//! In-process transport backend.
//!
//! Connects clients and server through unbounded channels inside one
//! process. Used by the integration tests as the instrumented collaborator
//! (every connect attempt is recorded with its start/finish instants) and
//! usable for single-process smoke runs. Optional per-attempt failure
//! injection and artificial connect latency are configured before the
//! transport is shared.

use crate::diagnostics::Diagnostics;
use crate::traits::{
    Connection, Inbound, PeerId, ServerEvent, Transport, TransportError, TransportKind,
};
use crate::wire::Message;
use async_trait::async_trait;
use std::collections::HashSet;
use std::sync::atomic::{AtomicU64, AtomicUsize, Ordering};
use std::sync::{Arc, Mutex};
use std::time::{Duration, Instant};
use tokio::sync::mpsc;

/// One recorded connect attempt.
#[derive(Debug, Clone, Copy)]
pub struct ConnectWindow {
    /// Attempt ordinal, in call order.
    pub index: usize,
    pub started: Instant,
    pub finished: Instant,
    pub ok: bool,
}

/// Channel-backed transport for tests and single-process runs.
pub struct MemoryTransport {
    diagnostics: Arc<Diagnostics>,
    connect_latency: Duration,
    failing: HashSet<usize>,
    listener: Mutex<Option<mpsc::UnboundedSender<ServerEvent>>>,
    next_peer: AtomicU64,
    attempts: AtomicUsize,
    connect_log: Mutex<Vec<ConnectWindow>>,
}

impl MemoryTransport {
    pub fn new(diagnostics: Arc<Diagnostics>) -> Self {
        Self {
            diagnostics,
            connect_latency: Duration::ZERO,
            failing: HashSet::new(),
            listener: Mutex::new(None),
            next_peer: AtomicU64::new(1),
            attempts: AtomicUsize::new(0),
            connect_log: Mutex::new(Vec::new()),
        }
    }

    /// Add artificial latency to every connect attempt.
    pub fn with_connect_latency(mut self, latency: Duration) -> Self {
        self.connect_latency = latency;
        self
    }

    /// Make the given connect attempt ordinals fail.
    pub fn with_failing_attempts(mut self, attempts: impl IntoIterator<Item = usize>) -> Self {
        self.failing = attempts.into_iter().collect();
        self
    }

    /// All connect attempts recorded so far.
    pub fn connect_log(&self) -> Vec<ConnectWindow> {
        self.connect_log.lock().expect("connect log poisoned").clone()
    }
}

#[async_trait]
impl Transport for MemoryTransport {
    fn kind(&self) -> TransportKind {
        TransportKind::Kcp
    }

    // Ports are meaningless inside one process.
    fn set_port(&mut self, _port: u16) {}

    async fn connect(&self, _address: &str) -> Result<Box<dyn Connection>, TransportError> {
        let index = self.attempts.fetch_add(1, Ordering::Relaxed);
        let started = Instant::now();

        if !self.connect_latency.is_zero() {
            tokio::time::sleep(self.connect_latency).await;
        }

        let result = if self.failing.contains(&index) {
            Err(TransportError::PeerUnreachable(format!(
                "injected failure for attempt {index}"
            )))
        } else {
            match self.listener.lock().expect("listener slot poisoned").clone() {
                Some(events) => Ok(Box::new(MemoryConnection {
                    peer: self.next_peer.fetch_add(1, Ordering::Relaxed),
                    events,
                    introduced: false,
                    diagnostics: self.diagnostics.clone(),
                }) as Box<dyn Connection>),
                None => Err(TransportError::PeerUnreachable(
                    "no listener registered".to_string(),
                )),
            }
        };

        self.connect_log
            .lock()
            .expect("connect log poisoned")
            .push(ConnectWindow {
                index,
                started,
                finished: Instant::now(),
                ok: result.is_ok(),
            });

        result
    }

    async fn listen(&self) -> Result<Box<dyn Inbound>, TransportError> {
        let (events, inbound) = mpsc::unbounded_channel();
        *self.listener.lock().expect("listener slot poisoned") = Some(events);
        Ok(Box::new(MemoryInbound { events: inbound }))
    }
}

struct MemoryConnection {
    peer: PeerId,
    events: mpsc::UnboundedSender<ServerEvent>,
    introduced: bool,
    diagnostics: Arc<Diagnostics>,
}

#[async_trait]
impl Connection for MemoryConnection {
    async fn send(&mut self, message: Message) -> Result<(), TransportError> {
        self.diagnostics.record_outbound();
        self.diagnostics.record_inbound();

        let event = match message {
            Message::Join if self.introduced => return Ok(()),
            Message::Join => {
                self.introduced = true;
                ServerEvent::Joined(self.peer)
            }
            Message::Action if self.introduced => ServerEvent::Message(self.peer, message),
            Message::Action => return Ok(()),
        };

        self.events.send(event).map_err(|_| TransportError::Closed)
    }
}

impl Drop for MemoryConnection {
    fn drop(&mut self) {
        if self.introduced {
            let _ = self.events.send(ServerEvent::Left(self.peer));
        }
    }
}

struct MemoryInbound {
    events: mpsc::UnboundedReceiver<ServerEvent>,
}

#[async_trait]
impl Inbound for MemoryInbound {
    async fn next_event(&mut self) -> Option<ServerEvent> {
        self.events.recv().await
    }
}

#[cfg(test)]
mod tests {
    use super::*;

    #[tokio::test]
    async fn join_action_and_departure_are_delivered() {
        let diagnostics = Arc::new(Diagnostics::default());
        let transport = MemoryTransport::new(diagnostics.clone());

        let mut inbound = transport.listen().await.unwrap();
        let mut conn = transport.connect("localhost").await.unwrap();

        conn.send(Message::Join).await.unwrap();
        let peer = match inbound.next_event().await.unwrap() {
            ServerEvent::Joined(peer) => peer,
            other => panic!("expected join, got {other:?}"),
        };

        conn.send(Message::Action).await.unwrap();
        assert!(matches!(
            inbound.next_event().await.unwrap(),
            ServerEvent::Message(from, Message::Action) if from == peer
        ));

        drop(conn);
        assert!(matches!(
            inbound.next_event().await.unwrap(),
            ServerEvent::Left(from) if from == peer
        ));

        let counters = diagnostics.snapshot();
        assert_eq!(counters.outbound, 2);
        assert_eq!(counters.inbound, 2);
    }

    #[tokio::test]
    async fn connect_without_listener_fails() {
        let transport = MemoryTransport::new(Arc::new(Diagnostics::default()));
        let err = transport.connect("localhost").await.err().unwrap();
        assert!(matches!(err, TransportError::PeerUnreachable(_)));

        let log = transport.connect_log();
        assert_eq!(log.len(), 1);
        assert!(!log[0].ok);
    }

    #[tokio::test]
    async fn injected_failures_hit_the_right_attempts() {
        let transport = MemoryTransport::new(Arc::new(Diagnostics::default()))
            .with_failing_attempts([1]);
        let _inbound = transport.listen().await.unwrap();

        assert!(transport.connect("localhost").await.is_ok());
        assert!(transport.connect("localhost").await.is_err());
        assert!(transport.connect("localhost").await.is_ok());
    }
}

──────────

Task statement: In the listing above, locate the line containing "self.events.send(event).map_err(|_| TransportError::Closed)" and the line containing "conn.send(Message::Join).await.unwrap();". Transcribe those two lines and everything between them, exactly as written.

Problem solution:
        self.events.send(event).map_err(|_| TransportError::Closed)
    }
}

impl Drop for MemoryConnection {
    fn drop(&mut self) {
        if self.introduced {
            let _ = self.events.send(ServerEvent::Left(self.peer));
        }
    }
}

struct MemoryInbound {
    events: mpsc::UnboundedReceiver<ServerEvent>,
}

#[async_trait]
impl Inbound for MemoryInbound {
    async fn next_event(&mut self) -> Option<ServerEvent> {
        self.events.recv().await
    }
}

#[cfg(test)]
mod tests {
    use super::*;

    #[tokio::test]
    async fn join_action_and_departure_are_delivered() {
        let diagnostics = Arc::new(Diagnostics::default());
        let transport = MemoryTransport::new(diagnostics.clone());

        let mut inbound = transport.listen().await.unwrap();
        let mut conn = transport.connect("localhost").await.unwrap();

        conn.send(Message::Join).await.unwrap();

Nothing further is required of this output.